This blog post (which you can watch me talk through on youtube) rambles through a bunch of related topics and starts with a very shallow dip into neural networks and the breakthroughs in their use.
Here is an image made by MidJourney (a neural network) of a neural network:
(a self portrait?)
I honestly do not get very technical in this next section, but if you are allergic to such content, scroll down and look for the "Back to art!" heading.
***
I spent 20 or so years as a research scientist, looking into topics which all sheltered under the umbrella lay-man's term Artificial Intelligence. I did brush up against neural networks occasionally, and coded a couple, but it was not a serious involvement. I am not a neural network expert - take what I say with a pinch of salt.

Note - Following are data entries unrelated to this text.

use colored::*;
use migration::Migrator;
use sea_orm_migration::prelude::*;
use std::io::{self, Write};
use std::time::Instant;

const STATUS_COLUMN: usize = 80;

pub async fn run_all_migrations(url: &str) {
    let db = sea_orm::Database::connect(url)
        .await
        .expect("DB connection failed");

    println!("Running migrations...");

    let pending = Migrator::get_pending_migrations(&db)
        .await
        .expect("Failed to read migration state");

    if pending.is_empty() {
        println!("{}", "Nothing to migrate".dimmed());
        return;
    }

    for migration in pending {
        let name_str = format!("Applying {}", migration.name().bold());
        let dots = ".".repeat(STATUS_COLUMN.saturating_sub(name_str.len()));
        print!("{}{} ", name_str, dots);
        io::stdout().flush().ok();

        let start = Instant::now();
        match Migrator::up(&db, Some(1)).await {
            Ok(()) => {
                let time_str = format!("({:.2?})", start.elapsed()).dimmed();
                println!("{} {}", "done".green(), time_str);
            }
            Err(e) => {
                println!("{}", "failed".red());
                eprintln!("{e}");
                std::process::exit(1);
            }
        }
    }
}

pub async fn print_status(url: &str) {
    let db = sea_orm::Database::connect(url)
        .await
        .expect("DB connection failed");

    let applied = Migrator::get_applied_migrations(&db)
        .await
        .expect("Failed to read migration state");
    let pending = Migrator::get_pending_migrations(&db)
        .await
        .expect("Failed to read migration state");

    for migration in applied {
        println!("{} {}", "applied".green(), migration.name());
    }
    for migration in pending {
        println!("{} {}", "pending".yellow(), migration.name());
    }
}
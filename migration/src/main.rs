use common::config::AppConfig;
use std::{env, fs, path::Path};

mod runner;

#[tokio::main]
async fn main() {
    let db_path = AppConfig::global().database_path.clone();
    let url = format!("sqlite://{}?mode=rwc", db_path);
    let args: Vec<String> = env::args().collect();

    match args.get(1).map(|s| s.as_str()) {
        Some("clean") => {
            remove_db_file(&db_path);
        }
        Some("fresh") => {
            remove_db_file(&db_path);
            create_db_dir(&db_path);
            runner::run_all_migrations(&url).await;
        }
        Some("status") => {
            runner::print_status(&url).await;
        }
        _ => {
            create_db_dir(&db_path);
            runner::run_all_migrations(&url).await;
        }
    }
}

fn remove_db_file(path: &str) {
    let db_path = Path::new(path);
    if db_path.exists() {
        fs::remove_file(db_path).expect("Failed to delete DB file");
        println!("Deleted DB: {}", db_path.display());
    } else {
        println!("DB file does not exist: {}", db_path.display());
    }
}

fn create_db_dir(path: &str) {
    if let Some(parent) = Path::new(path).parent() {
        fs::create_dir_all(parent).expect("Failed to create DB directory");
    }
}
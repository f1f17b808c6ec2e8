//! Background roster synchronisation.
//!
//! Jobs travel over a bounded channel to a single worker task. A job that
//! fails after its retries is dead-lettered and logged; callers never wait
//! for the sync itself.

use std::sync::Arc;
use std::sync::atomic::{AtomicUsize, Ordering};

use db::models::roster_sync_failure::SyncMode;
use tokio::sync::{Notify, mpsc};
use tokio::task::JoinHandle;
use tracing::{debug, error, info};

use crate::error::EngineResult;
use crate::roster_sync::RosterSyncCoordinator;

#[derive(Debug, Clone, Copy, PartialEq, Eq)]
pub struct SyncJob {
    pub assignment_id: i64,
    pub class_id: i64,
    pub mode: SyncMode,
}

impl SyncJob {
    pub fn incremental(assignment_id: i64, class_id: i64) -> Self {
        Self {
            assignment_id,
            class_id,
            mode: SyncMode::Incremental,
        }
    }

    pub fn full(assignment_id: i64, class_id: i64) -> Self {
        Self {
            assignment_id,
            class_id,
            mode: SyncMode::Full,
        }
    }
}

#[derive(Default)]
struct Pending {
    count: AtomicUsize,
    idle: Notify,
}

impl Pending {
    fn done(&self) {
        if self.count.fetch_sub(1, Ordering::SeqCst) == 1 {
            self.idle.notify_waiters();
        }
    }
}

/// Sending half of the sync queue.
#[derive(Clone)]
pub struct RosterSyncQueue {
    sender: mpsc::Sender<SyncJob>,
    coordinator: Arc<RosterSyncCoordinator>,
    pending: Arc<Pending>,
}

impl RosterSyncQueue {
    /// Hands a job to the worker. If the worker is gone the job is
    /// dead-lettered straight away.
    pub async fn enqueue(&self, job: SyncJob) -> EngineResult<()> {
        self.pending.count.fetch_add(1, Ordering::SeqCst);

        match self.sender.send(job).await {
            Ok(()) => {
                debug!(assignment_id = job.assignment_id, class_id = job.class_id, mode = %job.mode, "queued roster sync");
                Ok(())
            }
            Err(mpsc::error::SendError(job)) => {
                self.pending.done();
                error!(
                    assignment_id = job.assignment_id,
                    class_id = job.class_id,
                    "roster sync queue closed, dead-lettering job"
                );
                self.coordinator
                    .dead_letter(job.assignment_id, job.class_id, job.mode, 0, "sync queue closed")
                    .await?;
                Ok(())
            }
        }
    }

    /// Jobs queued or in flight.
    pub fn pending(&self) -> usize {
        self.pending.count.load(Ordering::SeqCst)
    }

    /// Resolves once every job enqueued so far has been processed.
    pub async fn wait_idle(&self) {
        loop {
            let notified = self.pending.idle.notified();
            if self.pending() == 0 {
                return;
            }
            notified.await;
        }
    }
}

/// Starts the worker task and returns the queue feeding it. The worker stops
/// once every queue handle is dropped and the backlog is drained.
pub fn spawn_sync_worker(
    coordinator: Arc<RosterSyncCoordinator>,
    capacity: usize,
) -> (RosterSyncQueue, JoinHandle<()>) {
    let (sender, receiver) = mpsc::channel(capacity.max(1));
    let pending = Arc::new(Pending::default());

    let handle = tokio::spawn(run(receiver, coordinator.clone(), pending.clone()));
    let queue = RosterSyncQueue {
        sender,
        coordinator,
        pending,
    };
    (queue, handle)
}

async fn run(
    mut receiver: mpsc::Receiver<SyncJob>,
    coordinator: Arc<RosterSyncCoordinator>,
    pending: Arc<Pending>,
) {
    info!("roster sync worker started");
    while let Some(job) = receiver.recv().await {
        process(&coordinator, job).await;
        pending.done();
    }
    info!("roster sync worker stopped");
}

async fn process(coordinator: &RosterSyncCoordinator, job: SyncJob) {
    let SyncJob {
        assignment_id,
        class_id,
        mode,
    } = job;

    match coordinator.sync_roster(assignment_id, class_id, mode).await {
        Ok(report) if report.stale => {
            debug!(assignment_id, class_id, "dropped stale roster sync");
        }
        Ok(_) => {}
        Err(err) => {
            let attempts = coordinator.attempts_spent(&err);
            error!(assignment_id, class_id, %mode, attempts, error = %err, "roster sync failed");
            if let Err(e) = coordinator
                .dead_letter(assignment_id, class_id, mode, attempts, &err.to_string())
                .await
            {
                error!(assignment_id, class_id, error = %e, "failed to record roster sync failure");
            }
        }
    }
}

#[cfg(test)]
mod tests {
    use super::*;
    use crate::config::{EngineConfig, RetryPolicy};
    use crate::locks::KeyedLocks;
    use crate::roster::{InMemoryRosterProvider, RosterError};
    use db::models::{assignment, assignment_user, roster_sync_failure};
    use db::test_utils::setup_test_db;
    use sea_orm::{ActiveModelTrait, DatabaseConnection, Set};
    use std::time::Duration;

    async fn setup() -> (DatabaseConnection, Arc<RosterSyncCoordinator>, Arc<InMemoryRosterProvider>, i64) {
        let db = setup_test_db().await;
        let a = assignment::ActiveModel {
            teacher_id: Set(1),
            class_id: Set(3),
            title: Set("Recursion".into()),
            allow_late_submission: Set(false),
            status: Set(assignment::AssignmentStatus::Draft),
            max_score: Set(10),
            ..Default::default()
        }
        .insert(&db)
        .await
        .unwrap();

        let provider = Arc::new(InMemoryRosterProvider::new());
        let config = EngineConfig {
            roster_timeout: Duration::from_millis(100),
            roster_retry: RetryPolicy {
                max_attempts: 2,
                initial_delay: Duration::from_millis(1),
                max_delay: Duration::from_millis(2),
                multiplier: 2.0,
            },
            ..EngineConfig::default()
        };
        let coordinator = Arc::new(RosterSyncCoordinator::new(
            db.clone(),
            provider.clone(),
            Arc::new(KeyedLocks::new()),
            config,
        ));
        (db, coordinator, provider, a.id)
    }

    #[tokio::test]
    async fn worker_applies_queued_jobs() {
        let (db, coordinator, provider, id) = setup().await;
        provider.set_roster(3, vec![1, 2]);
        let (queue, handle) = spawn_sync_worker(coordinator, 4);

        queue.enqueue(SyncJob::incremental(id, 3)).await.unwrap();
        queue.wait_idle().await;

        assert_eq!(assignment_user::Model::find_by_assignment(&db, id).await.unwrap().len(), 2);
        drop(queue);
        handle.await.unwrap();
    }

    #[tokio::test]
    async fn failed_job_is_dead_lettered() {
        let (db, coordinator, provider, id) = setup().await;
        provider.fail_next(2, RosterError::Timeout(Duration::from_millis(100)));
        let (queue, _handle) = spawn_sync_worker(coordinator, 4);

        queue.enqueue(SyncJob::incremental(id, 3)).await.unwrap();
        queue.wait_idle().await;

        let failures = roster_sync_failure::Model::find_by_assignment(&db, id).await.unwrap();
        assert_eq!(failures.len(), 1);
        assert_eq!(failures[0].attempts, 2);
        assert!(!failures[0].resolved);
    }

    #[tokio::test]
    async fn closed_queue_dead_letters_immediately() {
        let (db, coordinator, _provider, id) = setup().await;
        let (queue, handle) = spawn_sync_worker(coordinator, 1);
        handle.abort();
        let _ = handle.await;

        queue.enqueue(SyncJob::full(id, 3)).await.unwrap();

        let failures = roster_sync_failure::Model::find_by_assignment(&db, id).await.unwrap();
        assert_eq!(failures.len(), 1);
        assert_eq!(failures[0].mode, SyncMode::Full);
        assert_eq!(queue.pending(), 0);
    }
}
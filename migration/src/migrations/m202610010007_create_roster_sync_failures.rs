use sea_orm_migration::prelude::*;

pub struct Migration;

impl MigrationName for Migration {
    fn name(&self) -> &str {
        "m202610010007_create_roster_sync_failures"
    }
}

#[async_trait::async_trait]
impl MigrationTrait for Migration {
    async fn up(&self, manager: &SchemaManager) -> Result<(), DbErr> {
        manager
            .create_table(
                Table::create()
                    .table(Alias::new("roster_sync_failures"))
                    .if_not_exists()
                    .col(
                        ColumnDef::new(Alias::new("id"))
                            .integer()
                            .not_null()
                            .auto_increment()
                            .primary_key(),
                    )
                    .col(ColumnDef::new(Alias::new("assignment_id")).integer().not_null())
                    .col(ColumnDef::new(Alias::new("class_id")).integer().not_null())
                    .col(ColumnDef::new(Alias::new("mode")).string().not_null())
                    .col(
                        ColumnDef::new(Alias::new("attempts"))
                            .integer()
                            .not_null()
                            .default(0),
                    )
                    .col(ColumnDef::new(Alias::new("last_error")).text().not_null())
                    .col(
                        ColumnDef::new(Alias::new("resolved"))
                            .boolean()
                            .not_null()
                            .default(false),
                    )
                    .col(
                        ColumnDef::new(Alias::new("created_at"))
                            .timestamp()
                            .not_null()
                            .default(Expr::cust("CURRENT_TIMESTAMP")),
                    )
                    .col(
                        ColumnDef::new(Alias::new("updated_at"))
                            .timestamp()
                            .not_null()
                            .default(Expr::cust("CURRENT_TIMESTAMP")),
                    )
                    .foreign_key(
                        ForeignKey::create()
                            .from(Alias::new("roster_sync_failures"), Alias::new("assignment_id"))
                            .to(Alias::new("assignments"), Alias::new("id"))
                            .on_delete(ForeignKeyAction::Cascade),
                    )
                    .to_owned(),
            )
            .await
    }

    async fn down(&self, manager: &SchemaManager) -> Result<(), DbErr> {
        manager
            .drop_table(
                Table::drop()
                    .table(Alias::new("roster_sync_failures"))
                    .to_owned(),
            )
            .await
    }
}
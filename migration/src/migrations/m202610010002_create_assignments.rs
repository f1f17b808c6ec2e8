use sea_orm_migration::prelude::*;

pub struct Migration;

impl MigrationName for Migration {
    fn name(&self) -> &str {
        "m202610010002_create_assignments"
    }
}

#[async_trait::async_trait]
impl MigrationTrait for Migration {
    async fn up(&self, manager: &SchemaManager) -> Result<(), DbErr> {
        manager
            .create_table(
                Table::create()
                    .table(Alias::new("assignments"))
                    .if_not_exists()
                    .col(
                        ColumnDef::new(Alias::new("id"))
                            .integer()
                            .not_null()
                            .auto_increment()
                            .primary_key(),
                    )
                    .col(ColumnDef::new(Alias::new("teacher_id")).integer().not_null())
                    .col(ColumnDef::new(Alias::new("class_id")).integer().not_null())
                    .col(ColumnDef::new(Alias::new("title")).string().not_null())
                    .col(ColumnDef::new(Alias::new("description")).text().null())
                    .col(ColumnDef::new(Alias::new("start_time")).timestamp().null())
                    .col(ColumnDef::new(Alias::new("end_time")).timestamp().null())
                    .col(
                        ColumnDef::new(Alias::new("allow_late_submission"))
                            .boolean()
                            .not_null()
                            .default(false),
                    )
                    .col(
                        ColumnDef::new(Alias::new("status"))
                            .string()
                            .not_null()
                            .default("draft"),
                    )
                    .col(
                        ColumnDef::new(Alias::new("max_score"))
                            .integer()
                            .not_null()
                            .default(0),
                    )
                    .col(
                        ColumnDef::new(Alias::new("created_at"))
                            .timestamp()
                            .not_null()
                            .default(Expr::cust("CURRENT_TIMESTAMP")),
                    )
                    .col(
                        ColumnDef::new(Alias::new("updated_at"))
                            .timestamp()
                            .not_null()
                            .default(Expr::cust("CURRENT_TIMESTAMP")),
                    )
                    .to_owned(),
            )
            .await?;

        manager
            .create_index(
                Index::create()
                    .name("idx_assignments_class_id")
                    .table(Alias::new("assignments"))
                    .col(Alias::new("class_id"))
                    .if_not_exists()
                    .to_owned(),
            )
            .await?;

        manager
            .create_index(
                Index::create()
                    .name("idx_assignments_teacher_id")
                    .table(Alias::new("assignments"))
                    .col(Alias::new("teacher_id"))
                    .if_not_exists()
                    .to_owned(),
            )
            .await
    }

    async fn down(&self, manager: &SchemaManager) -> Result<(), DbErr> {
        manager
            .drop_table(Table::drop().table(Alias::new("assignments")).to_owned())
            .await
    }
}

A neural network is a bit like a hammer: a very useful tool for many jobs, but often not the best tool. When you have some understanding of the problem you're working on, and that understanding can be represented mathematically, then there are very often far better ways to make efficient use of that understanding than to use a neural network. And that's what I spent my time on.
However, neural networks are a powerful and very adaptable approach. One reason many scientists have sidestepped them in the past is that often they will work - but we don't know HOW they are doing what they are doing, and so we don't learn anything.
In the late 1800s scientists started to talk about the function of our brains in terms of the interconnected network of neurons.
In 1943 the first computational models of such networks were made (though with no hardware to run such algorithms on, other than paper and pencil).
In 1954 a neural network was first implemented on a computer (a very basic one).
In the 1980s interest (and computer power) surged and neural networks started to be spoken about more generally in scientific circles.
In 1992 I coded my first one.
Neural networks are very simple things. You have an input and output and at least one hidden layer. The input is a number at each node - the output is a number at each node. The numbers could be anything - they could be the pixel values of an image. You could put in one image and get out another. Or you could have just two outputs and get your image turned into two values - perhaps a yes or a no.
You can have extra "hidden" layers:
But when I took my first job as a scientist (for the Royal Radar And Signals Engineers), I learned that some clever mathematician had shown that every neural network with more than one hidden layer could be replaced by a network with just one hidden layer. So what was the point of all that extra work? None, was the consensus, and we worked with just a single hidden layer.
Those lines joining everything to everything else - you can imagine them as pipes, the inputs as water. The only thing that changes in the network is the width of those pipes - or more technically: the weighting on those connections.
We train the network (supervised training) by giving it inputs for which we know the desired output - we might feed in many pictures of dogs and cats and have two outputs. We want the "dog" output when there's a dog in the picture. The weights on the connections (bore of the pipes) are adjusted in an attempt to get the correct answer as often as possible.
And that's it. Then, we hope that when the network is given a new picture, of a cat or a dog, one it has never 'seen', it will give the right answer. And if we have been careful about the data we trained it with and the way in which we adjusted those weights ... it will!
Understanding the method by which it has done the job is a task that lies somewhere between difficult and impossible. Although we have a dog/cat detector, we haven't really learned anything about HOW to tell dogs from cats.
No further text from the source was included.